11-08-2025

The Circadian Dance. Impact of Night-Light on Your Brain

Carolina Escobar, Linda Castillo-Bonilla, Gabriela Hurtado Alvarado, Bernardo Rolando Morin-Moreno, Luz Daniela Mota-Ramírez and Natali N. Guerrero-Vargas
On our planet, day and night alternate daily. Throughout evolution, all living beings adjusted their functions to this alternation, giving rise to the circadian rhythms of all physiology. Artificial light at night (ALN) has brought benefits to society, but it is an emerging problem for both humans and nature [see UNAM International 3, “Dark Skies,” p. 108, and UNAM International 9, “A Window to the Universe from Baja California,” p. 102]. The ALN that originates from cities radiates luminosity to natural areas, reducing dark conditions and generating “light pollution” (Bará & Falchi, 2023).
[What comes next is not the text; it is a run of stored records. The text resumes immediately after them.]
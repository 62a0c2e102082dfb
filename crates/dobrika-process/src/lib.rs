//! # Dobrika Process
//!
//! Low-level primitives the supervisor is built from:
//! - Port selection for the server under test
//! - Process-group termination (graceful and forced)
//! - Process / process-group existence checks
//! - Executable validation

pub mod check;
pub mod port;
pub mod terminate;
pub mod validation;

// Re-export main functions
pub use check::*;
pub use port::*;
pub use terminate::*;
pub use validation::*;
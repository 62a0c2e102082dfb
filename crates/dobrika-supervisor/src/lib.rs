//! Lifecycle management for the Dobrika server under test.
//!
//! [`ProcessSupervisor`] spawns the server in its own process group with an
//! assembled environment, captures its output, waits for `/healthz` and tears
//! the whole group down again. [`HarnessContext`] wraps that in a per-run
//! value that can also point at an externally managed service.

pub mod config;
pub mod context;
pub mod environment;
pub mod process;
pub mod supervisor;

pub use config::SupervisorConfig;
pub use context::{HarnessContext, HarnessOptions};
pub use environment::LaunchEnvironment;
pub use process::ServerProcess;
pub use supervisor::{ProcessSupervisor, StartRequest};
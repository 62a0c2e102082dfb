//! Run-scoped harness context.
//!
//! Decides once per run whether the harness spawns the server itself or
//! talks to one that is already running, and hands every caller the same
//! base URL. Built by [`HarnessContext::acquire`] and torn down by
//! [`HarnessContext::release`].

use crate::config::SupervisorConfig;
use crate::environment::{DEFAULT_ADDR, ENV_ADDR, ENV_DB_PATH, ENV_PORT};
use crate::process::ServerProcess;
use crate::supervisor::{ProcessSupervisor, StartRequest};
use dobrika_common::{HarnessError, HarnessResult, ServiceAddress};
use dobrika_process::{pick_free_port, validate_executable};
use std::path::PathBuf;
use std::time::Duration;
use tracing::info;

pub const ENV_RUN_SERVER: &str = "RUN_SERVER";
pub const ENV_BINARY: &str = "DOBRIKA_BINARY";
pub const ENV_HOST: &str = "DOBRIKA_HOST";

/// Port tried first when the harness spawns the server.
pub const DEFAULT_PREFERRED_PORT: u16 = 8088;

/// Preliminary readiness wait for a service the harness did not start.
pub const EXTERNAL_PROBE_TIMEOUT: Duration = Duration::from_secs(3);

/// Target selection, usually read from the environment.
#[derive(Debug, Clone, PartialEq, Eq)]
pub struct HarnessOptions {
    /// Spawn the server (true) or use an external one (false).
    pub run_server: bool,
    pub binary: Option<PathBuf>,
    pub host: String,
    /// Preferred port when spawning; the exact port of an external service.
    pub port: Option<u16>,
    /// Storage directory; a temporary one is created when unset.
    pub db_path: Option<PathBuf>,
}

impl Default for HarnessOptions {
    fn default() -> Self {
        Self {
            run_server: false,
            binary: None,
            host: DEFAULT_ADDR.to_string(),
            port: None,
            db_path: None,
        }
    }
}

impl HarnessOptions {
    /// Read `RUN_SERVER`, `DOBRIKA_BINARY`, `DOBRIKA_ADDR`/`DOBRIKA_HOST`,
    /// `DOBRIKA_PORT` and `DOBRIKA_DB_PATH`. Unparseable values fall back to
    /// the defaults.
    pub fn from_env() -> Self {
        Self::from_lookup(|key| std::env::var(key).ok())
    }

    pub fn from_lookup<F>(lookup: F) -> Self
    where
        F: Fn(&str) -> Option<String>,
    {
        let non_empty = |key: &str| lookup(key).filter(|v| !v.trim().is_empty());

        let run_server = non_empty(ENV_RUN_SERVER)
            .map(|v| parse_bool(&v))
            .unwrap_or(false);

        let host = non_empty(ENV_ADDR)
            .or_else(|| non_empty(ENV_HOST))
            .unwrap_or_else(|| DEFAULT_ADDR.to_string());

        let port = non_empty(ENV_PORT).and_then(|s| s.trim().parse::<u16>().ok());

        Self {
            run_server,
            binary: non_empty(ENV_BINARY).map(PathBuf::from),
            host,
            port,
            db_path: non_empty(ENV_DB_PATH).map(PathBuf::from),
        }
    }

    pub fn address(&self) -> ServiceAddress {
        ServiceAddress::new(
            self.host.clone(),
            self.port.unwrap_or(DEFAULT_PREFERRED_PORT),
        )
    }
}

fn parse_bool(value: &str) -> bool {
    matches!(
        value.trim().to_ascii_lowercase().as_str(),
        "1" | "true" | "yes" | "on"
    )
}

#[derive(Debug)]
enum Target {
    Managed(ServerProcess),
    External(ServiceAddress),
}

/// The service under test for the duration of one run.
#[derive(Debug)]
pub struct HarnessContext {
    supervisor: ProcessSupervisor,
    target: Target,
}

impl HarnessContext {
    /// Start the server, or confirm the external one answers, and return a
    /// context pointing at it.
    ///
    /// An external service that is not healthy within
    /// [`EXTERNAL_PROBE_TIMEOUT`] yields [`HarnessError::ServiceUnavailable`].
    pub async fn acquire(options: HarnessOptions, config: SupervisorConfig) -> HarnessResult<Self> {
        let supervisor = ProcessSupervisor::new(config)?;
        Self::acquire_with(options, supervisor).await
    }

    pub async fn acquire_with(
        options: HarnessOptions,
        supervisor: ProcessSupervisor,
    ) -> HarnessResult<Self> {
        if !options.run_server {
            let address = options.address();
            let base_url = address.base_url();
            info!(url = %base_url, "Using externally managed service");

            supervisor
                .gate()
                .wait_healthy(&base_url, EXTERNAL_PROBE_TIMEOUT)
                .await
                .map_err(|e| match e {
                    HarnessError::HealthTimeout { url, last_error, .. } => {
                        HarnessError::service_unavailable(url, last_error)
                    }
                    other => other,
                })?;

            return Ok(Self {
                supervisor,
                target: Target::External(address),
            });
        }

        let binary = options.binary.clone().ok_or_else(|| {
            HarnessError::configuration(format!(
                "{} must be set when {} is enabled",
                ENV_BINARY, ENV_RUN_SERVER
            ))
        })?;
        if binary.as_os_str().is_empty() {
            return Err(HarnessError::configuration("Server binary path is empty"));
        }
        // Must fail before any socket is opened.
        let binary = validate_executable(&binary)?;

        let port = pick_free_port(Some(options.port.unwrap_or(DEFAULT_PREFERRED_PORT)))?;

        let mut request = StartRequest::new(binary, port).with_addr(options.host.clone());
        if let Some(dir) = &options.db_path {
            request = request.with_storage_dir(dir.clone());
        }

        let process = supervisor.start(request).await?;
        Ok(Self {
            supervisor,
            target: Target::Managed(process),
        })
    }

    pub fn address(&self) -> &ServiceAddress {
        match &self.target {
            Target::Managed(process) => process.address(),
            Target::External(address) => address,
        }
    }

    pub fn base_url(&self) -> String {
        self.address().base_url()
    }

    /// The spawned server, if this context started one.
    pub fn server(&self) -> Option<&ServerProcess> {
        match &self.target {
            Target::Managed(process) => Some(process),
            Target::External(_) => None,
        }
    }

    pub fn is_managed(&self) -> bool {
        matches!(self.target, Target::Managed(_))
    }

    /// Stop the server if this context started it. External services are
    /// left alone.
    pub async fn release(mut self) {
        if let Target::Managed(process) = &mut self.target {
            self.supervisor.stop(process).await;
        }
    }
}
An example of the adverse effect of ALN is the opening of cactus flowers at night:  when exposed to ALN, they modify their flowering pattern, which in turn impacts the insects that pollinate them. ALN also affects other species at the reproduction, feeding, and migration levels (figure 1).

Figure1. Effects of artificial light at night (ALN)



In humans and laboratory animals, ALN is associated with sleep problems, increased oxidative stress, inflammation, metabolic alterations, heart problems, and reproductive alterations. It is an emerging problem that affects all living beings exposed to it..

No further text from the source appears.